• DIRECTIONS FOR THIS TASK: Only lines holding the word "RecordingPhysics" are needed; copy each of them from the material.

• DATA TO PROCESS:
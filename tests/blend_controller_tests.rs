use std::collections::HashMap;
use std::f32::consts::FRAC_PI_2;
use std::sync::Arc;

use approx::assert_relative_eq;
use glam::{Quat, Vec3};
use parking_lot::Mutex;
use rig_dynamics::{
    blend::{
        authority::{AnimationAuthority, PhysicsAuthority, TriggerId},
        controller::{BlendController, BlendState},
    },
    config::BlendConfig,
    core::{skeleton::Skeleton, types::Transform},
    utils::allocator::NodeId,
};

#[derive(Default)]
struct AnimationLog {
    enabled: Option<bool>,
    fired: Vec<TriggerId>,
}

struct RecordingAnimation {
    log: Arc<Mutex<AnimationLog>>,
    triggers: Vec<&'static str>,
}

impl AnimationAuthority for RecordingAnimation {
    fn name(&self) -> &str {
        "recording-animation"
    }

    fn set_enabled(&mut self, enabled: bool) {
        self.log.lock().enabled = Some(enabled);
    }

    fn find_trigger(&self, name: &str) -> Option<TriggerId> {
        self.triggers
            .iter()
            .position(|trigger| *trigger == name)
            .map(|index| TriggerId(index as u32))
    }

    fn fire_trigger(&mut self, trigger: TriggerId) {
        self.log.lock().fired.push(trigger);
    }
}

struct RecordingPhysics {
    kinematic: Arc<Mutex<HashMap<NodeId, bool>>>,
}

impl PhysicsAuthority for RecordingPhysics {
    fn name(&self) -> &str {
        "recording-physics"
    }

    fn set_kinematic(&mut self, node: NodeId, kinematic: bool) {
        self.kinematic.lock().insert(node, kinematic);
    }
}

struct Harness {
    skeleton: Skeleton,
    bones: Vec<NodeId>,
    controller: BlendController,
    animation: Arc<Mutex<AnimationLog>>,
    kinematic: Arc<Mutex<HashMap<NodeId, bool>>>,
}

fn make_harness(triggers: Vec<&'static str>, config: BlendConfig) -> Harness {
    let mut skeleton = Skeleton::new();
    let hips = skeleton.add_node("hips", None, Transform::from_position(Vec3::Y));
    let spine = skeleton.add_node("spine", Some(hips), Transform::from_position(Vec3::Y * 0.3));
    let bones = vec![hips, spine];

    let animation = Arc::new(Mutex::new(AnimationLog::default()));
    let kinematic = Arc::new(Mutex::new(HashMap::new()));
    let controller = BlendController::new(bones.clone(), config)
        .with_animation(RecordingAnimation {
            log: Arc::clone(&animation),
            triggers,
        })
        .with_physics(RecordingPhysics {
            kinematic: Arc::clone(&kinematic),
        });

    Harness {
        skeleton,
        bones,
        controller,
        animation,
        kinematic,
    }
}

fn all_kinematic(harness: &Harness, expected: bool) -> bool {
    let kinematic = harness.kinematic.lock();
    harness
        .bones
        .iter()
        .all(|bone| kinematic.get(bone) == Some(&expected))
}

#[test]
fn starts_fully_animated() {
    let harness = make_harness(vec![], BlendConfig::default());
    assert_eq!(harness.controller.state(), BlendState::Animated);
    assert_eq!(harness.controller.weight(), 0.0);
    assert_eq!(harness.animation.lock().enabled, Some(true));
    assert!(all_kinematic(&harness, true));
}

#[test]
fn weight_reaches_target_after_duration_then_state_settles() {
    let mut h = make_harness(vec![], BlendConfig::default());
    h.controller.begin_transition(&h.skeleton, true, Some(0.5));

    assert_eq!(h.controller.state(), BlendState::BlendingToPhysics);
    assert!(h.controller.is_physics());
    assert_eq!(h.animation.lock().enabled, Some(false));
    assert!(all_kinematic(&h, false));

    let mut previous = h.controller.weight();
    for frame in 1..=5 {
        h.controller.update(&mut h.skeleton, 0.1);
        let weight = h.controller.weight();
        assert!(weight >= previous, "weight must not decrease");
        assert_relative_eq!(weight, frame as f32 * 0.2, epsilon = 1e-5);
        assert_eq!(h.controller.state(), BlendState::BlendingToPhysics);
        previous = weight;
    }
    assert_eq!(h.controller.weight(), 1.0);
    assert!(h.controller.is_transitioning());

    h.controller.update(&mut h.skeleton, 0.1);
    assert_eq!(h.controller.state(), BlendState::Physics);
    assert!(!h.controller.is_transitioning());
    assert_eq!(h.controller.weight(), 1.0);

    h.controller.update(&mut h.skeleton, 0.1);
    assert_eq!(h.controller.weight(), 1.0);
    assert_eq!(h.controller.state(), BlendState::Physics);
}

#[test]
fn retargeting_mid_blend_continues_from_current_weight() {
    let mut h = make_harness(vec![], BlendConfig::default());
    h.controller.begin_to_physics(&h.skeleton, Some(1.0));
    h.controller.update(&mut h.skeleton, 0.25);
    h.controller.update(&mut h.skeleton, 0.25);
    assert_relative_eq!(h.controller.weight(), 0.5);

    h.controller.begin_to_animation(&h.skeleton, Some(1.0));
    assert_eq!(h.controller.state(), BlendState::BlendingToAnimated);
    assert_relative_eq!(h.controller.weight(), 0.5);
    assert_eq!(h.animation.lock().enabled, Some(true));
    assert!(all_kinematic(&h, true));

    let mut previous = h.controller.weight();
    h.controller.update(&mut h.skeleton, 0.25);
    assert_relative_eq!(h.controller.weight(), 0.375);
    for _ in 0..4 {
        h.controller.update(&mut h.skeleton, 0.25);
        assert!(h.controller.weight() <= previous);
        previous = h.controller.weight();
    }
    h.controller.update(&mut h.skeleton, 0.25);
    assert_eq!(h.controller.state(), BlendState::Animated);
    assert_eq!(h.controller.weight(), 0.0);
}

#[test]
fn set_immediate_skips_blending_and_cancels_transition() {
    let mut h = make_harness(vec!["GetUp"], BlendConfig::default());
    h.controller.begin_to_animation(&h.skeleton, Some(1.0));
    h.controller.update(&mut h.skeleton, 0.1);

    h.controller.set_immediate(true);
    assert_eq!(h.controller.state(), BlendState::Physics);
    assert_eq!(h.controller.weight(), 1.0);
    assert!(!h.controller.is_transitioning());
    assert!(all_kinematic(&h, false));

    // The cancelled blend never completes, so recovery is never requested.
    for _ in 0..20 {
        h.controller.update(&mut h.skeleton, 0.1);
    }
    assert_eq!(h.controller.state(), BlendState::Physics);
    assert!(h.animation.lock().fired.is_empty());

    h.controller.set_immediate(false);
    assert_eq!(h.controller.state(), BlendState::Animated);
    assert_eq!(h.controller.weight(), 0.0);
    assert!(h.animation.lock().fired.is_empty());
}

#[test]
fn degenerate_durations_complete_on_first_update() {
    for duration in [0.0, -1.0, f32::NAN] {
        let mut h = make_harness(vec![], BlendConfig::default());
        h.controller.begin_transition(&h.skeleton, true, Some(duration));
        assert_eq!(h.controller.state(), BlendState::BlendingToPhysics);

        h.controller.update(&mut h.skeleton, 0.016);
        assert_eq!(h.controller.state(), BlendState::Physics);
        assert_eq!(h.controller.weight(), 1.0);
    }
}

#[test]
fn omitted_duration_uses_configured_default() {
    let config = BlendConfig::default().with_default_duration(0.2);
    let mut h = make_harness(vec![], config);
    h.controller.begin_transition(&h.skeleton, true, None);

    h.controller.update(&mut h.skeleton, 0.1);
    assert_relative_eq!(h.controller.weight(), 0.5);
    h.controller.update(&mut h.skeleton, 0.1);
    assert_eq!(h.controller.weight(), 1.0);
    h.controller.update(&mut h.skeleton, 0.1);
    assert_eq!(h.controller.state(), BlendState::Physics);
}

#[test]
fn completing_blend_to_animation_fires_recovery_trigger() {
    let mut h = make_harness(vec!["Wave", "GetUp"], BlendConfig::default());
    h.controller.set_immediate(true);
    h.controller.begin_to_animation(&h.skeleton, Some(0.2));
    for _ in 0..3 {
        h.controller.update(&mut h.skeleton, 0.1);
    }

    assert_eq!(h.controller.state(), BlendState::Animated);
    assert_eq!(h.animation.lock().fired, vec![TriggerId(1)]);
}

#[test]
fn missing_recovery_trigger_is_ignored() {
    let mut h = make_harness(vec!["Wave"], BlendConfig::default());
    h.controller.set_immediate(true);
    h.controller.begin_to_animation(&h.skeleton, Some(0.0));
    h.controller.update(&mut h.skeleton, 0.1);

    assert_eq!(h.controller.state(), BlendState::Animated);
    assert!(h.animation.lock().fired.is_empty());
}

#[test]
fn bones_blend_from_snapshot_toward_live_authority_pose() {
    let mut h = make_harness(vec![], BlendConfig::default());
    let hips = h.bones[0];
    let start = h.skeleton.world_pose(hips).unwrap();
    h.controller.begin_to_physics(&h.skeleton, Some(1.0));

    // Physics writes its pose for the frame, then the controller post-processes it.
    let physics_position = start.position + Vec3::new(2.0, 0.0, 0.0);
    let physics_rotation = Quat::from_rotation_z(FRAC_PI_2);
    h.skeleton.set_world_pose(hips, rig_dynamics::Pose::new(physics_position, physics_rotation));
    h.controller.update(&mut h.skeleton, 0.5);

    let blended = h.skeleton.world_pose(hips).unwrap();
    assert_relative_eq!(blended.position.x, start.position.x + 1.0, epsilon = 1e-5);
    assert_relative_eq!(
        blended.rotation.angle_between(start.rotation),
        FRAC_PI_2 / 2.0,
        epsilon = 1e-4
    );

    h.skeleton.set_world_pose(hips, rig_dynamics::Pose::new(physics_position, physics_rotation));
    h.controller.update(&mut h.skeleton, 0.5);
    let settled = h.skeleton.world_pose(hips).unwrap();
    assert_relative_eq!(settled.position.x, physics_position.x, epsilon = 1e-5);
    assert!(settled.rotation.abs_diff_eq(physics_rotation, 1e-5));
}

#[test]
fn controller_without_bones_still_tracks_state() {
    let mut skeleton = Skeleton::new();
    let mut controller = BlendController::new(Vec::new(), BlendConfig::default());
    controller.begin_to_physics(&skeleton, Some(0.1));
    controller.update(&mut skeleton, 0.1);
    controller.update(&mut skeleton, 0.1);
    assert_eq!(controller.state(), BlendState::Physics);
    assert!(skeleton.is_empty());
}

• RESULT FOR THIS TASK:
struct RecordingPhysics {
impl PhysicsAuthority for RecordingPhysics {
        .with_physics(RecordingPhysics {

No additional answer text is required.